### Entries shown
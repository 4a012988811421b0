// Copyright (C) 2025 Ryan Daum <ryan.daum@gmail.com> This program is free
// software: you can redistribute it and/or modify it under the terms of the GNU
// General Public License as published by the Free Software Foundation, version
// 3.
//
// This program is distributed in the hope that it will be useful, but WITHOUT
// ANY WARRANTY; without even the implied warranty of MERCHANTABILITY or FITNESS
// FOR A PARTICULAR PURPOSE. See the GNU General Public License for more details.
//
// You should have received a copy of the GNU General Public License along with
// this program. If not, see <https://www.gnu.org/licenses/>.
//

//! The transaction layer: a `WorldState` implementation over a snapshot of
//! the world, with LambdaMOO's permission semantics. Mutations land in the
//! transaction's private copy and only become visible on a successful
//! commit.

use crate::world::{PropValue, VerbEntry, World};
use etamoo_common::model::{
    ArgSpec, CommitResult, ObjAttrs, ObjFlag, Perms, PrepSpec, PropAttrs, PropDef, PropFlag,
    PropPerms, VerbArgsSpec, VerbAttrs, VerbDef, VerbFlag, WorldState, WorldStateError,
};
use etamoo_common::util::BitEnum;
use etamoo_var::program::Program;
use etamoo_var::{v_int, v_list_iter, v_obj, v_string, Obj, Symbol, Var, NOTHING};
use parking_lot::Mutex;
use std::sync::Arc;
use uuid::Uuid;

pub struct DbTransaction {
    /// Shared handle to the committed world tip, for the commit CAS.
    pub(crate) tip: Arc<Mutex<Arc<World>>>,
    /// The snapshot this transaction started from; commit succeeds only if
    /// it is still the world's tip.
    pub(crate) base: Arc<World>,
    /// The transaction's working copy.
    pub(crate) world: World,
    pub(crate) mutated: bool,
}

impl DbTransaction {
    fn perms(&self, who: Obj) -> Result<Perms, WorldStateError> {
        let flags = self
            .world
            .objects
            .get(&who)
            .map(|o| o.flags)
            .unwrap_or_default();
        Ok(Perms::new(who, flags))
    }

    fn touch(&mut self) {
        self.mutated = true;
    }

    fn check_valid(&self, obj: Obj) -> Result<(), WorldStateError> {
        if !self.world.valid(obj) {
            return Err(WorldStateError::ObjectNotFound(obj));
        }
        Ok(())
    }

    /// Resolve a builtin property, if `pname` names one.
    fn builtin_property(&self, obj: Obj, pname: &Symbol) -> Result<Option<Var>, WorldStateError> {
        let o = self.world.object(obj)?;
        let v = match pname.as_str().to_lowercase().as_str() {
            "name" => v_string(o.name.clone()),
            "owner" => v_obj(o.owner),
            "location" => v_obj(o.location),
            "contents" => v_list_iter(o.contents.iter().map(|c| v_obj(*c))),
            "parent" => v_obj(o.parent),
            "children" => v_list_iter(o.children.iter().map(|c| v_obj(*c))),
            "programmer" => v_int(o.flags.contains(ObjFlag::Programmer) as i64),
            "wizard" => v_int(o.flags.contains(ObjFlag::Wizard) as i64),
            "player" => v_int(o.is_player() as i64),
            "r" => v_int(o.flags.contains(ObjFlag::Read) as i64),
            "w" => v_int(o.flags.contains(ObjFlag::Write) as i64),
            "f" => v_int(o.flags.contains(ObjFlag::Fertile) as i64),
            _ => return Ok(None),
        };
        Ok(Some(v))
    }

    /// Assign a builtin property, if `pname` names one. Flag bits and names
    /// are owner-settable; ownership and the privilege bits are wizard-only.
    fn set_builtin_property(
        &mut self,
        perms: &Perms,
        obj: Obj,
        pname: &Symbol,
        value: &Var,
    ) -> Result<Option<()>, WorldStateError> {
        let owner = self.world.object(obj)?.owner;
        match pname.as_str().to_lowercase().as_str() {
            "name" => {
                if !perms.controls(owner) {
                    return Err(WorldStateError::PropertyPermissionDenied);
                }
                let Some(name) = value.as_str() else {
                    return Err(WorldStateError::PropertyPermissionDenied);
                };
                let name = name.as_str().to_string();
                self.touch();
                self.world.update_object(obj, |o| o.name = name)?;
                Ok(Some(()))
            }
            "owner" => {
                perms.check_is_wizard()?;
                let Some(new_owner) = value.as_obj() else {
                    return Err(WorldStateError::PropertyPermissionDenied);
                };
                self.touch();
                self.world.update_object(obj, |o| o.owner = new_owner)?;
                Ok(Some(()))
            }
            "programmer" | "wizard" => {
                perms.check_is_wizard()?;
                let flag = if pname.as_str().eq_ignore_ascii_case("wizard") {
                    ObjFlag::Wizard
                } else {
                    ObjFlag::Programmer
                };
                let set = value.is_true();
                self.touch();
                self.world.update_object(obj, |o| {
                    if set {
                        o.flags.set(flag);
                    } else {
                        o.flags.clear(flag);
                    }
                })?;
                Ok(Some(()))
            }
            "r" | "w" | "f" => {
                if !perms.controls(owner) {
                    return Err(WorldStateError::PropertyPermissionDenied);
                }
                let flag = match pname.as_str().to_lowercase().as_str() {
                    "r" => ObjFlag::Read,
                    "w" => ObjFlag::Write,
                    _ => ObjFlag::Fertile,
                };
                let set = value.is_true();
                self.touch();
                self.world.update_object(obj, |o| {
                    if set {
                        o.flags.set(flag);
                    } else {
                        o.flags.clear(flag);
                    }
                })?;
                Ok(Some(()))
            }
            // Structural attributes only move through move/chparent, and the
            // player flag only through set_player_flag.
            "location" | "contents" | "parent" | "children" | "player" => {
                Err(WorldStateError::PropertyPermissionDenied)
            }
            _ => Ok(None),
        }
    }

    fn command_verb_matches(
        target: Obj,
        spec: VerbArgsSpec,
        dobj: Obj,
        prep: PrepSpec,
        iobj: Obj,
    ) -> bool {
        let arg_matches = |aspec: ArgSpec, what: Obj| match aspec {
            ArgSpec::None => what == NOTHING,
            ArgSpec::Any => true,
            ArgSpec::This => what == target,
        };
        let prep_matches = match spec.prep {
            PrepSpec::Any => true,
            PrepSpec::None => prep == PrepSpec::None,
            PrepSpec::Other(p) => prep == PrepSpec::Other(p),
        };
        arg_matches(spec.dobj, dobj) && prep_matches && arg_matches(spec.iobj, iobj)
    }
}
######
### Your instructions
Repeat the records, every one of them, without any deviation.

### Worked solution
repository 4a012988811421b0
// Copyright (C) 2025 Ryan Daum <ryan.daum@gmail.com> This program is free
// software: you can redistribute it and/or modify it under the terms of the GNU
// General Public License as published by the Free Software Foundation, version
// 3.
//
// This program is distributed in the hope that it will be useful, but WITHOUT
// ANY WARRANTY; without even the implied warranty of MERCHANTABILITY or FITNESS
// FOR A PARTICULAR PURPOSE. See the GNU General Public License for more details.
//
// You should have received a copy of the GNU General Public License along with
// this program. If not, see <https://www.gnu.org/licenses/>.
//

//! The transaction layer: a `WorldState` implementation over a snapshot of
//! the world, with LambdaMOO's permission semantics. Mutations land in the
//! transaction's private copy and only become visible on a successful
//! commit.

use crate::world::{PropValue, VerbEntry, World};
use etamoo_common::model::{
    ArgSpec, CommitResult, ObjAttrs, ObjFlag, Perms, PrepSpec, PropAttrs, PropDef, PropFlag,
    PropPerms, VerbArgsSpec, VerbAttrs, VerbDef, VerbFlag, WorldState, WorldStateError,
};
use etamoo_common::util::BitEnum;
use etamoo_var::program::Program;
use etamoo_var::{v_int, v_list_iter, v_obj, v_string, Obj, Symbol, Var, NOTHING};
use parking_lot::Mutex;
use std::sync::Arc;
use uuid::Uuid;

pub struct DbTransaction {
    /// Shared handle to the committed world tip, for the commit CAS.
    pub(crate) tip: Arc<Mutex<Arc<World>>>,
    /// The snapshot this transaction started from; commit succeeds only if
    /// it is still the world's tip.
    pub(crate) base: Arc<World>,
    /// The transaction's working copy.
    pub(crate) world: World,
    pub(crate) mutated: bool,
}

impl DbTransaction {
    fn perms(&self, who: Obj) -> Result<Perms, WorldStateError> {
        let flags = self
            .world
            .objects
            .get(&who)
            .map(|o| o.flags)
            .unwrap_or_default();
        Ok(Perms::new(who, flags))
    }

    fn touch(&mut self) {
        self.mutated = true;
    }

    fn check_valid(&self, obj: Obj) -> Result<(), WorldStateError> {
        if !self.world.valid(obj) {
            return Err(WorldStateError::ObjectNotFound(obj));
        }
        Ok(())
    }

    /// Resolve a builtin property, if `pname` names one.
    fn builtin_property(&self, obj: Obj, pname: &Symbol) -> Result<Option<Var>, WorldStateError> {
        let o = self.world.object(obj)?;
        let v = match pname.as_str().to_lowercase().as_str() {
            "name" => v_string(o.name.clone()),
            "owner" => v_obj(o.owner),
            "location" => v_obj(o.location),
            "contents" => v_list_iter(o.contents.iter().map(|c| v_obj(*c))),
            "parent" => v_obj(o.parent),
            "children" => v_list_iter(o.children.iter().map(|c| v_obj(*c))),
            "programmer" => v_int(o.flags.contains(ObjFlag::Programmer) as i64),
            "wizard" => v_int(o.flags.contains(ObjFlag::Wizard) as i64),
            "player" => v_int(o.is_player() as i64),
            "r" => v_int(o.flags.contains(ObjFlag::Read) as i64),
            "w" => v_int(o.flags.contains(ObjFlag::Write) as i64),
            "f" => v_int(o.flags.contains(ObjFlag::Fertile) as i64),
            _ => return Ok(None),
        };
        Ok(Some(v))
    }

    /// Assign a builtin property, if `pname` names one. Flag bits and names
    /// are owner-settable; ownership and the privilege bits are wizard-only.
    fn set_builtin_property(
        &mut self,
        perms: &Perms,
        obj: Obj,
        pname: &Symbol,
        value: &Var,
    ) -> Result<Option<()>, WorldStateError> {
        let owner = self.world.object(obj)?.owner;
        match pname.as_str().to_lowercase().as_str() {
            "name" => {
                if !perms.controls(owner) {
                    return Err(WorldStateError::PropertyPermissionDenied);
                }
                let Some(name) = value.as_str() else {
                    return Err(WorldStateError::PropertyPermissionDenied);
                };
                let name = name.as_str().to_string();
                self.touch();
                self.world.update_object(obj, |o| o.name = name)?;
                Ok(Some(()))
            }
            "owner" => {
                perms.check_is_wizard()?;
                let Some(new_owner) = value.as_obj() else {
                    return Err(WorldStateError::PropertyPermissionDenied);
                };
                self.touch();
                self.world.update_object(obj, |o| o.owner = new_owner)?;
                Ok(Some(()))
            }
            "programmer" | "wizard" => {
                perms.check_is_wizard()?;
                let flag = if pname.as_str().eq_ignore_ascii_case("wizard") {
                    ObjFlag::Wizard
                } else {
                    ObjFlag::Programmer
                };
                let set = value.is_true();
                self.touch();
                self.world.update_object(obj, |o| {
                    if set {
                        o.flags.set(flag);
                    } else {
                        o.flags.clear(flag);
                    }
                })?;
                Ok(Some(()))
            }
            "r" | "w" | "f" => {
                if !perms.controls(owner) {
                    return Err(WorldStateError::PropertyPermissionDenied);
                }
                let flag = match pname.as_str().to_lowercase().as_str() {
                    "r" => ObjFlag::Read,
                    "w" => ObjFlag::Write,
                    _ => ObjFlag::Fertile,
                };
                let set = value.is_true();
                self.touch();
                self.world.update_object(obj, |o| {
                    if set {
                        o.flags.set(flag);
                    } else {
                        o.flags.clear(flag);
                    }
                })?;
                Ok(Some(()))
            }
            // Structural attributes only move through move/chparent, and the
            // player flag only through set_player_flag.
            "location" | "contents" | "parent" | "children" | "player" => {
                Err(WorldStateError::PropertyPermissionDenied)
            }
            _ => Ok(None),
        }
    }

    fn command_verb_matches(
        target: Obj,
        spec: VerbArgsSpec,
        dobj: Obj,
        prep: PrepSpec,
        iobj: Obj,
    ) -> bool {
        let arg_matches = |aspec: ArgSpec, what: Obj| match aspec {
            ArgSpec::None => what == NOTHING,
            ArgSpec::Any => true,
            ArgSpec::This => what == target,
        };
        let prep_matches = match spec.prep {
            PrepSpec::Any => true,
            PrepSpec::None => prep == PrepSpec::None,
            PrepSpec::Other(p) => prep == PrepSpec::Other(p),
        };
        arg_matches(spec.dobj, dobj) && prep_matches && arg_matches(spec.iobj, iobj)
    }
}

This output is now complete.